• Your goal
Find every line in the listing below that includes the word "columns", then give only how many there are.

━━━━━ Excerpted records ━━━━━

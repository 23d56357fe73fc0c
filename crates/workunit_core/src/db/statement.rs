//! Statement preparation, parameter placement and change SQL.

use crate::context::{
    ChangeKind, Command, ContextError, ContextResult, DataRow, PendingChange, RowHandler,
    SqlValue, StatementParameter,
};
use rusqlite::{params_from_iter, Connection, Statement};
use tokio_util::sync::CancellationToken;

const NAME_PREFIXES: [char; 3] = ['@', ':', '$'];

/// Prepares `command` and binds every parameter onto a placeholder.
///
/// Each placeholder of the statement must receive exactly one value.
pub(crate) fn prepare_bound<'conn>(
    conn: &'conn Connection,
    command: &Command,
) -> ContextResult<Statement<'conn>> {
    let mut stmt = conn.prepare(command.sql())?;
    let expected = stmt.parameter_count();
    let mut bound = vec![false; expected];

    for (position, parameter) in command.parameters().iter().enumerate() {
        let index = placeholder_index(&stmt, parameter, position)?;
        if bound[index - 1] {
            return Err(ContextError::ParameterMismatch(format!(
                "parameter `{}` targets placeholder {index}, which already has a value",
                parameter.name()
            )));
        }
        stmt.raw_bind_parameter(index, parameter.value())?;
        bound[index - 1] = true;
    }

    if let Some(missing) = bound.iter().position(|is_bound| !is_bound) {
        let placeholder = stmt.parameter_name(missing + 1).unwrap_or("?").to_string();
        return Err(ContextError::ParameterMismatch(format!(
            "placeholder `{placeholder}` at position {} has no bound value",
            missing + 1
        )));
    }

    Ok(stmt)
}

fn placeholder_index(
    stmt: &Statement<'_>,
    parameter: &StatementParameter,
    position: usize,
) -> ContextResult<usize> {
    let name = parameter.name();
    if name.starts_with(NAME_PREFIXES) {
        if let Some(index) = stmt.parameter_index(name)? {
            return Ok(index);
        }
    } else {
        for prefix in NAME_PREFIXES {
            if let Some(index) = stmt.parameter_index(&format!("{prefix}{name}"))? {
                return Ok(index);
            }
        }
    }

    // Positional values may also target anonymous `?` / `?NNN` placeholders.
    if parameter.ordinal().is_some() {
        let index = position + 1;
        if index <= stmt.parameter_count() {
            let anonymous = match stmt.parameter_name(index) {
                None => true,
                Some(placeholder) => placeholder == format!("?{index}"),
            };
            if anonymous {
                return Ok(index);
            }
        }
    }

    Err(ContextError::ParameterMismatch(format!(
        "statement has no placeholder for parameter `{name}`"
    )))
}

/// Runs a bound statement and visits each produced row.
///
/// The row cursor lives on this stack frame: it is released on every exit
/// path, including callback failure and cancellation.
pub(crate) fn stream_rows(
    conn: &Connection,
    command: &Command,
    cancel: Option<&CancellationToken>,
    on_row: &mut RowHandler<'_>,
) -> ContextResult<usize> {
    let mut stmt = prepare_bound(conn, command)?;
    let columns: Vec<String> = stmt
        .column_names()
        .into_iter()
        .map(str::to_string)
        .collect();
    let mut values: Vec<SqlValue> = Vec::with_capacity(columns.len());
    let mut visited = 0;

    let mut rows = stmt.raw_query();
    while let Some(row) = rows.next()? {
        values.clear();
        for index in 0..columns.len() {
            values.push(row.get::<_, SqlValue>(index)?);
        }
        on_row(&DataRow::new(&columns, &values))?;
        visited += 1;

        if cancel.is_some_and(CancellationToken::is_cancelled) {
            return Err(ContextError::Cancelled);
        }
    }

    Ok(visited)
}

/// Executes one staged change and enforces its row-count contract.
pub(crate) fn apply_change(conn: &Connection, change: &PendingChange) -> ContextResult<usize> {
    let sql = change_sql(change);
    let affected = match change.kind {
        ChangeKind::Insert => conn.execute(&sql, params_from_iter(change.values.iter()))?,
        ChangeKind::Update => {
            let mut values: Vec<&SqlValue> = change
                .columns
                .iter()
                .zip(change.values.iter())
                .filter(|(column, _)| **column != change.key_column)
                .map(|(_, value)| value)
                .collect();
            values.push(&change.key);
            conn.execute(&sql, params_from_iter(values))?
        }
        ChangeKind::Delete => conn.execute(&sql, [&change.key])?,
    };

    if affected == 0 && change.kind != ChangeKind::Insert {
        return Err(ContextError::ConcurrencyConflict {
            kind: change.kind,
            table: change.table,
            key: format!("{:?}", change.key),
        });
    }
    Ok(affected)
}

pub(crate) fn change_sql(change: &PendingChange) -> String {
    let table = quote(change.table);
    let key = quote(change.key_column);
    match change.kind {
        ChangeKind::Insert => {
            let columns: Vec<String> = change.columns.iter().map(|c| quote(c)).collect();
            let placeholders: Vec<String> =
                (1..=change.columns.len()).map(|i| format!("?{i}")).collect();
            format!(
                "INSERT INTO {table} ({}) VALUES ({});",
                columns.join(", "),
                placeholders.join(", ")
            )
        }
        ChangeKind::Update => {
            let assignments: Vec<String> = change
                .columns
                .iter()
                .filter(|column| **column != change.key_column)
                .enumerate()
                .map(|(i, column)| format!("{} = ?{}", quote(column), i + 1))
                .collect();
            format!(
                "UPDATE {table} SET {} WHERE {key} = ?{};",
                assignments.join(", "),
                assignments.len() + 1
            )
        }
        ChangeKind::Delete => format!("DELETE FROM {table} WHERE {key} = ?1;"),
    }
}

pub(crate) fn quote(identifier: &str) -> String {
    format!("\"{}\"", identifier.replace('"', "\"\""))
}
//! Single-slot transaction state.
//!
//! States: no transaction -> open -> (committed | rolled back) -> no
//! transaction. A second `begin` while open is rejected and leaves the open
//! transaction untouched.

use super::{UnitOfWorkError, UowResult};
use crate::context::{ContextResult, IsolationLevel, TransactionHandle};
use std::cell::RefCell;

pub(crate) struct TransactionController<H> {
    current: RefCell<Option<H>>,
}

impl<H: TransactionHandle> TransactionController<H> {
    pub(crate) fn new() -> Self {
        Self {
            current: RefCell::new(None),
        }
    }

    pub(crate) fn is_active(&self) -> bool {
        self.current.borrow().is_some()
    }

    pub(crate) fn isolation_level(&self) -> Option<IsolationLevel> {
        self.current
            .borrow()
            .as_ref()
            .map(TransactionHandle::isolation_level)
    }

    /// Starts a transaction through `start` and keeps its handle.
    pub(crate) fn begin<F>(&self, isolation: IsolationLevel, start: F) -> UowResult<()>
    where
        F: FnOnce(IsolationLevel) -> ContextResult<H>,
    {
        if let Some(active) = self.isolation_level() {
            return Err(UnitOfWorkError::TransactionAlreadyActive { isolation: active });
        }
        let handle = start(isolation)?;
        *self.current.borrow_mut() = Some(handle);
        Ok(())
    }

    pub(crate) fn commit(&self) -> UowResult<bool> {
        let handle = self.require("commit")?;
        handle.commit()?;
        Ok(true)
    }

    pub(crate) fn rollback(&self) -> UowResult<()> {
        let handle = self.require("rollback")?;
        handle.rollback()?;
        Ok(())
    }

    /// Detaches the open handle, if any.
    pub(crate) fn take(&self) -> Option<H> {
        self.current.borrow_mut().take()
    }

    fn require(&self, operation: &'static str) -> UowResult<H> {
        self.take()
            .ok_or(UnitOfWorkError::NoActiveTransaction { operation })
    }
}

━━━━━

• Response below
9